All Souls by Javier Marias. A multi-layered novel of a Spanish academic adrift in Oxford, which he finds, is a town outside time, frozen in treacle. It is from the perspective of a man who has since moved on, whom 'time has caught up with' that he looks back on his intrigues, affairs and obsessions in the ancient university town. More than just a novel on academic life in many ways, among them the brilliant analysis of the source of Arthur Machen's unique horrors, the juxtaposition of two ideas which taken seperately are not horrific at all, but when put together can evoke horror by their association. It's an idea that applies to a larger context than the creation of uncanny stories, like everything in Marias' TARDIS-like novels.

Goldberg: Variations by Gabriel Josipovici. 18th-century English country gentleman Westfield, a self-appointed philosopher, is plagued with insomnia. He engages Samuel Goldberg, a Jewish writer, to read him to sleep. Somehow the assignment changes in nature, and Goldberg is expected to write an original composition to lull his patron to sleep with each night. The 30 chapters of this book are nothing so straightforward as the stories Goldberg might write - instead, they're meditations on the process of storytelling, on the past and how it touches the present, on art, music, literature (especially the warhorses of the western canon) and philosophy and the relation they might bear to wisdom. Good stuff, very elegant and economical in style and packed with substance to mull over. In a way this is the sort of allusive, nuanced, symbolic and formally ambitious book that's tailor-made for me to enjoy. And I enjoyed it.

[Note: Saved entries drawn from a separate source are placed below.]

//! Prints view-model snapshots to stdout.

use std::sync::Arc;

use recipes_core::{RecipeItem, RecipeList, ViewState};
use tokio::sync::watch;

/// Render every snapshot the store publishes until it is dropped.
pub async fn follow<T, F>(mut rx: watch::Receiver<ViewState<T>>, render: F)
where
    T: Clone,
    F: Fn(&ViewState<T>),
{
    while rx.changed().await.is_ok() {
        let state = rx.borrow_and_update().clone();
        render(&state);
    }
}

pub fn list(state: &ViewState<RecipeList>) {
    match state {
        ViewState::Loading => println!("Loading recipes..."),
        ViewState::Loaded(recipes) if recipes.is_empty() => println!("No recipes match the filters."),
        ViewState::Loaded(recipes) => {
            for recipe in recipes {
                println!(
                    "{:>4}  {:<40} {:<8} {:>4}  {}",
                    recipe.id,
                    recipe.name,
                    recipe.difficulty,
                    recipe.rating_string,
                    recipe.cuisine
                );
            }
            println!("{} recipe(s)", recipes.len());
        }
        // Reported by main once the renderer finishes.
        ViewState::Error(_) => {}
    }
}

pub fn detail(state: &ViewState<Arc<RecipeItem>>) {
    let recipe = match state {
        ViewState::Loading => {
            println!("Loading recipe...");
            return;
        }
        ViewState::Loaded(recipe) => recipe,
        ViewState::Error(_) => return,
    };

    println!("{}", recipe.name);
    println!(
        "{} | {} | rating {} ({} reviews)",
        recipe.cuisine, recipe.difficulty, recipe.rating_string, recipe.review_count
    );
    println!(
        "prep {} min, cook {} min, serves {}, {} kcal per serving",
        recipe.prep_time_minutes, recipe.cook_time_minutes, recipe.servings, recipe.calories_per_serving
    );
    if !recipe.meal_type.is_empty() {
        println!("meal: {}", recipe.meal_type.join(", "));
    }
    if !recipe.tags.is_empty() {
        println!("tags: {}", recipe.tags.join(", "));
    }

    println!("\nIngredients");
    for ingredient in &recipe.ingredients {
        println!("  - {ingredient}");
    }

    println!("\nInstructions");
    for (step, instruction) in recipe.instructions.iter().enumerate() {
        println!("  {}. {instruction}", step + 1);
    }
}
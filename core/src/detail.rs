//! View-model for the recipe detail screen.

use std::sync::Arc;

use tokio::sync::watch;
use tracing::{info, warn};

use crate::client::ApiService;
use crate::presentation::{RatingFormatter, RecipeItem};
use crate::state::{StateStore, ViewState};
use crate::types::Recipe;

pub struct RecipeDetailViewModel<S> {
    service: S,
    formatter: RatingFormatter,
    store: StateStore<Arc<RecipeItem>>,
}

impl<S: ApiService> RecipeDetailViewModel<S> {
    pub fn new(service: S) -> Self {
        Self::with_formatter(service, RatingFormatter::default())
    }

    pub fn with_formatter(service: S, formatter: RatingFormatter) -> Self {
        Self {
            service,
            formatter,
            store: StateStore::new(),
        }
    }

    /// Start already `Loaded` with an item taken from the list screen.
    pub fn with_recipe(service: S, recipe: Arc<RecipeItem>) -> Self {
        let vm = Self::new(service);
        vm.store.set(ViewState::Loaded(recipe));
        vm
    }

    pub async fn load_recipe(&self, id: i64) {
        self.store.set(ViewState::Loading);

        let request = Recipe::fetch(id);
        match self.service.perform_request(&request).await {
            Ok(recipe) => {
                let item = RecipeItem::new(recipe, &self.formatter);
                info!(id = item.id, name = %item.name, "recipe loaded");
                self.store.set(ViewState::Loaded(Arc::new(item)));
            }
            Err(err) => {
                warn!(id, error = %err, "failed to load recipe");
                self.store.set(ViewState::Error(err.to_string()));
            }
        }
    }
}

impl<S> RecipeDetailViewModel<S> {
    pub fn state(&self) -> ViewState<Arc<RecipeItem>> {
        self.store.snapshot()
    }

    pub fn subscribe(&self) -> watch::Receiver<ViewState<Arc<RecipeItem>>> {
        self.store.subscribe()
    }

    pub fn recipe(&self) -> Option<Arc<RecipeItem>> {
        self.store.with(|s| s.payload().cloned())
    }

    pub fn error(&self) -> Option<String> {
        self.store.with(|s| s.error().map(str::to_string))
    }
}
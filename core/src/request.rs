//! Typed descriptions of read-only API endpoints.

use std::marker::PhantomData;

use crate::http::HttpMethod;
use crate::types::{Recipe, RecipeResponse};

/// One endpoint call, typed by the shape its response body decodes into.
///
/// Query parameters keep insertion order. Duplicate keys are appended as-is.
#[derive(Debug)]
pub struct Request<T> {
    pub method: HttpMethod,
    pub path: String,
    pub params: Vec<(String, String)>,
    response: PhantomData<fn() -> T>,
}

impl<T> Request<T> {
    pub fn get(path: impl Into<String>) -> Self {
        Self {
            method: HttpMethod::Get,
            path: path.into(),
            params: Vec::new(),
            response: PhantomData,
        }
    }

    pub fn with_param(mut self, key: impl Into<String>, value: impl Into<String>) -> Self {
        self.params.push((key.into(), value.into()));
        self
    }
}

impl<T> Clone for Request<T> {
    fn clone(&self) -> Self {
        Self {
            method: self.method,
            path: self.path.clone(),
            params: self.params.clone(),
            response: PhantomData,
        }
    }
}

impl Recipe {
    /// `GET /recipes`
    pub fn fetch_all() -> Request<RecipeResponse> {
        Request::get("/recipes")
    }

    /// `GET /recipes/{id}`
    pub fn fetch(id: i64) -> Request<Recipe> {
        Request::get(format!("/recipes/{id}"))
    }
}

Mr. Norris Changes Trains and Goodbye To Berlin by Christopher Isherwood. Linked in setting and several characters, Isherwood's 'Berlin Novels' are really a novel and a collection of linked vignettes and short stories. 'Mr. Norris' is the story of a rather pathetic, yet unscrupulous conman who plays out his convoluted, doomed tricks - they really seem more like the gambits of some misguided, compulsive entertainer than the shrewd strategems of a criminal - against the backdrop of a Germany on the brink of the Nazi era. 'Goodbye' is a more or less autobiographical portrait of the growing tensions in Berlin, among the politically involved, the opportunistic and the just plain hapless natives and expatriates. It's the portrait of the end of an era. Both books are memorable for more than just the context that gives them their initial interest.

The Lambs Of London by Peter Ackroyd. Perhaps the most satisfying novel by Ackroyd I've read since 'The Last Will and Testament of Oscar Wilde'. It's about Charles and Mary, their strange, bookish, lives and a young man who forges Shakespeare documents and a play and the obsessions that drive literary endeavour. 'The Clerkenwell Tales' was a bit disjointed, and 'The House of Doctor Dee' didn't quite pull off the mystical leap, but this one is a perfect miniature (read it on a sunday afternoon, if you can, with a ginger kitten worrying at your toes) with much going on.

Maigret And The Ghost by Georges Simenon. Another one of Maigret's excellent novels about the Parisian inspector Maigret. The sensational crime involves art treasures, intrigue, forgery and a doomed young artist. The matter-of-fact way in which Maigret goes about resolving the conundrums ground the story in everyday realism in typical Simenon fashion. Madame Maigret finally gets a more prominent part, and finally gets to have a lunch date with her chronically overworked husband. A nice touch.